Bharat poured kerosene on her and Dhanraj lighted

match stick and set her on fire.

12. Dr. Tushar (PW-6) attached to S.R.T.R.

hospital, Ambajogai as a C.M.O testified about deceased

being admitted to the hospital after registration of medico

legal case at 5.35 am. He also claims to have intimated

about the same to the constable at police chowky S.R.T.R.

hospital and asked him to follow the requisite procedure.

Thereafter as per the request of the police he ascertained

condition of the patient and found that patient was in a

position to give the statement. He, therefore, allowed the

police personnel to record the statement of the patient

and accordingly her statement was recorded. During

recording of the statement he observed patient's

condition though he was attending other patients too at

that time. Before commencement of recording of

( 14 )

statement as well as after statement was completed, by

examining the patient he made endorsement (Exhibit 33)

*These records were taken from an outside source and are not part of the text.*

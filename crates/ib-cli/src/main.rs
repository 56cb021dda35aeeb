mod dispatch;
mod platform;
mod reddit;
mod shutdown;

use std::io::Write;
use std::path::{Path, PathBuf};

use anyhow::{Context, Result};
use clap::{Parser, Subcommand};
use ib_core::{KeywordCatalog, find_matches, render_table};
use ib_store::{DataDir, ReplyStateStore, Settings, load_catalog, load_templates};
use rand::SeedableRng;
use rand::rngs::SmallRng;
use tokio_util::sync::CancellationToken;

use crate::dispatch::{BotData, DispatchConfig, Dispatcher};
use crate::reddit::RedditClient;

#[derive(Parser)]
#[command(name = "immaginibot", about = "Reddit bot replying to word.png with images")]
struct Cli {
    /// Data directory (default: $IB_DATA_DIR or ~/.immaginibot)
    #[arg(long, global = true)]
    data_dir: Option<PathBuf>,

    /// Enable verbose debug output
    #[arg(long, global = true)]
    verbose: bool,

    #[command(subcommand)]
    command: Commands,
}

#[derive(Subcommand)]
enum Commands {
    /// Watch comments and inbox until SIGINT/SIGTERM
    Run,

    /// Validate the catalog and templates
    Check,

    /// Run the match pipeline on a text and print the reply body
    Match {
        /// Comment text
        text: String,
    },

    /// Render the catalog as a markdown table
    Export {
        /// Include hidden sets and hidden keywords
        #[arg(long)]
        hidden: bool,

        /// Write to a file instead of stdout
        #[arg(long)]
        out: Option<PathBuf>,
    },

    /// Show reply ledger statistics
    Status,

    /// Reply to a live comment as if it contained the given text
    Force {
        /// Target comment id
        comment_id: String,
        /// Text to match in place of the comment body
        text: String,
    },
}

fn open_data_dir(cli: &Cli) -> Result<DataDir> {
    let base_dir = cli
        .data_dir
        .clone()
        .or_else(|| std::env::var("IB_DATA_DIR").ok().map(PathBuf::from));
    DataDir::open(base_dir.as_deref()).context("failed to open data directory")
}

fn open_catalog(data: &DataDir) -> Result<KeywordCatalog> {
    load_catalog(&data.catalog_path()).context("failed to load catalog")
}

fn load_settings(data: &DataDir) -> Result<Settings> {
    Settings::load(&data.settings_path()).context("failed to load bot.toml")
}

fn load_bot_data(data: &DataDir) -> Result<BotData> {
    Ok(BotData {
        catalog: open_catalog(data)?,
        templates: load_templates(&data.templates_dir()).context("failed to load templates")?,
        ledger: ReplyStateStore::open(&data.status_path()).context("failed to load status")?,
    })
}

fn init_tracing(verbose: bool) {
    use tracing_subscriber::EnvFilter;

    let filter = if verbose {
        EnvFilter::new("debug")
    } else {
        EnvFilter::try_from_default_env()
            .unwrap_or_else(|_| EnvFilter::new("warn,immaginibot=info,ib_store=info"))
    };

    tracing_subscriber::fmt()
        .with_env_filter(filter)
        .with_writer(std::io::stderr)
        .with_ansi(false)
        .init();
}

#[tokio::main]
async fn main() -> Result<()> {
    let cli = Cli::parse();
    init_tracing(cli.verbose);

    match &cli.command {
        Commands::Run => cmd_run(&cli).await,
        Commands::Check => cmd_check(&cli),
        Commands::Match { text } => cmd_match(&cli, text),
        Commands::Export { hidden, out } => cmd_export(&cli, *hidden, out.as_deref()),
        Commands::Status => cmd_status(&cli),
        Commands::Force { comment_id, text } => cmd_force(&cli, comment_id, text).await,
    }
}

// ---------------------------------------------------------------------------
// Advisory pidfile for observability
// ---------------------------------------------------------------------------

/// Check for an existing pidfile and log accordingly, then write our own.
fn acquire_pidfile(path: &Path) -> Option<PathBuf> {
    if let Ok(content) = std::fs::read_to_string(path)
        && let Ok(pid) = content.trim().parse::<u32>()
    {
        if is_process_alive(pid) {
            tracing::warn!("another immaginibot (PID {pid}) is using this data directory");
        } else {
            tracing::info!("cleaned up stale pidfile (PID {pid} is dead)");
            let _ = std::fs::remove_file(path);
        }
    }

    match std::fs::File::create(path) {
        Ok(mut f) => {
            let _ = write!(f, "{}", std::process::id());
            tracing::info!("wrote pidfile: {}", path.display());
            Some(path.to_path_buf())
        }
        Err(e) => {
            tracing::warn!("failed to write pidfile: {e}");
            None
        }
    }
}

fn release_pidfile(path: &Path) {
    let _ = std::fs::remove_file(path);
    tracing::info!("removed pidfile: {}", path.display());
}

#[cfg(unix)]
fn is_process_alive(pid: u32) -> bool {
    // kill(pid, 0) checks existence without sending a signal
    unsafe { libc::kill(pid as libc::pid_t, 0) == 0 }
}

#[cfg(not(unix))]
fn is_process_alive(_pid: u32) -> bool {
    false
}

// ---------------------------------------------------------------------------
// Commands
// ---------------------------------------------------------------------------

async fn cmd_run(cli: &Cli) -> Result<()> {
    let data = open_data_dir(cli)?;
    let settings = load_settings(&data)?;
    settings
        .require_credentials()
        .context("cannot log in to reddit")?;
    let bot_data = load_bot_data(&data)?;

    let cancel = CancellationToken::new();
    shutdown::cancel_on_signal(cancel.clone());
    let pidfile = acquire_pidfile(&data.pidfile_path());

    let result = run_bot(&settings, bot_data, cancel).await;

    if let Some(path) = pidfile {
        release_pidfile(&path);
    }
    result
}

async fn run_bot(settings: &Settings, bot_data: BotData, cancel: CancellationToken) -> Result<()> {
    let connected = tokio::select! {
        _ = cancel.cancelled() => None,
        connected = RedditClient::connect(settings) => Some(connected),
    };
    let Some(connected) = connected else {
        return Ok(());
    };
    let platform = connected.context("failed to connect to reddit")?;

    let config = DispatchConfig::from_settings(&settings.bot);
    let mut dispatcher = Dispatcher::connect(platform, bot_data, config, cancel)
        .await
        .context("failed to start dispatcher")?;
    dispatcher.run().await;
    Ok(())
}

fn cmd_check(cli: &Cli) -> Result<()> {
    let data = open_data_dir(cli)?;
    let settings = load_settings(&data)?;
    let catalog = open_catalog(&data)?;
    load_templates(&data.templates_dir()).context("failed to load templates")?;

    println!("sets:        {}", catalog.len());
    println!("keywords:    {}", catalog.keyword_count());
    println!("images:      {}", catalog.image_count());
    println!("templates:   ok");
    let credentials = match settings.require_credentials() {
        Ok(()) => "ok".to_string(),
        Err(e) => e.to_string(),
    };
    println!("credentials: {credentials}");
    Ok(())
}

fn cmd_match(cli: &Cli, text: &str) -> Result<()> {
    let data = open_data_dir(cli)?;
    let settings = load_settings(&data)?;
    let catalog = open_catalog(&data)?;
    let templates = load_templates(&data.templates_dir()).context("failed to load templates")?;
    let mut rng = SmallRng::from_os_rng();

    let report = find_matches(&catalog, text, &mut rng);
    for (requested, substituted) in &report.fuzzy {
        eprintln!("fuzzy: {requested} -> {substituted}");
    }
    for word in &report.misses {
        eprintln!("miss: {word}");
    }

    if report.is_empty() {
        println!("(no images matched)");
        return Ok(());
    }
    let username = if settings.reddit.username.is_empty() {
        "immaginibot"
    } else {
        settings.reddit.username.as_str()
    };
    let body = templates.compose_body(&report.matches, report.any_fuzzy(), username, "preview");
    println!("{body}");
    Ok(())
}

fn cmd_export(cli: &Cli, hidden: bool, out: Option<&Path>) -> Result<()> {
    let data = open_data_dir(cli)?;
    let catalog = open_catalog(&data)?;
    let table = render_table(&catalog, hidden);

    match out {
        Some(path) => {
            std::fs::write(path, &table)
                .with_context(|| format!("failed to write {}", path.display()))?;
            println!("exported to {}", path.display());
        }
        None => print!("{table}"),
    }
    Ok(())
}

fn cmd_status(cli: &Cli) -> Result<()> {
    let data = open_data_dir(cli)?;
    let store = ReplyStateStore::open(&data.status_path()).context("failed to load status")?;
    let ledger = store.ledger();

    println!("hot:      {}", ledger.hot_len());
    println!("active:   {}", ledger.active_len());
    println!("deleted:  {}", ledger.hot_len() - ledger.active_len());
    println!("cold:     {}", ledger.cold_records().len());
    Ok(())
}

async fn cmd_force(cli: &Cli, comment_id: &str, text: &str) -> Result<()> {
    let data = open_data_dir(cli)?;
    let settings = load_settings(&data)?;
    settings
        .require_credentials()
        .context("cannot log in to reddit")?;
    let bot_data = load_bot_data(&data)?;

    let platform = RedditClient::connect(&settings)
        .await
        .context("failed to connect to reddit")?;
    let config = DispatchConfig::from_settings(&settings.bot);
    let mut dispatcher = Dispatcher::connect(platform, bot_data, config, CancellationToken::new())
        .await
        .context("failed to start dispatcher")?;

    match dispatcher
        .force_reply(&comment_id.to_ascii_lowercase(), text)
        .await
        .context("forced reply failed")?
    {
        Some(forced) => println!("replied {} on {}", forced.record.id, forced.permalink),
        None => println!("(no reply posted)"),
    }
    Ok(())
}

about the condition of the patient to be fit to give

statement on the statement recorded by the police

personnel.

13. Narayan Jadhav (PW-8) Police Head Constable

attached to S.R.T.R. hospital Police chowky claimed that

at around 6.15 am he had received call from C.M.O. and

he was asked to record statement of Varsha Muley who

was admitted in the hospital pursuant to sustainment of

burn injuries. He visited ward No. 35 of the hospital and

met C.M.O. He also verified identity of Varsha and

thereafter called upon C.M.O. to ascertain physical

condition of Varsha to give statement. C.M.O. examined

the patient and informed the witness that she was in the

condition to give statement and accordingly made

endorsement to that effect on the paper on which her

statement was to be recorded. He further deposed about

Varsha informing him about the quarrel that occurred

( 15 )

earlier day on account of fetching of water and narrated

incident occurred on 19th April, 2015 at about 3.00 am.

She further stated to the witness that at that time all

three accused came to her house and Manisha accused

No.3 called her out of the house and when she came out,

Bharat accused No. 1 poured kerosene on her person and

Dhanraj accused No.2 set her on fire with match stick.

She further stated about raising cries and on hearing the

same her son came out of the house and she was taken

to the hospital thereafter.

14. During the cross-examination this witness

admitted that there is no mention of the word "mental

and physical condition" on the endorsement (Exhibit 33)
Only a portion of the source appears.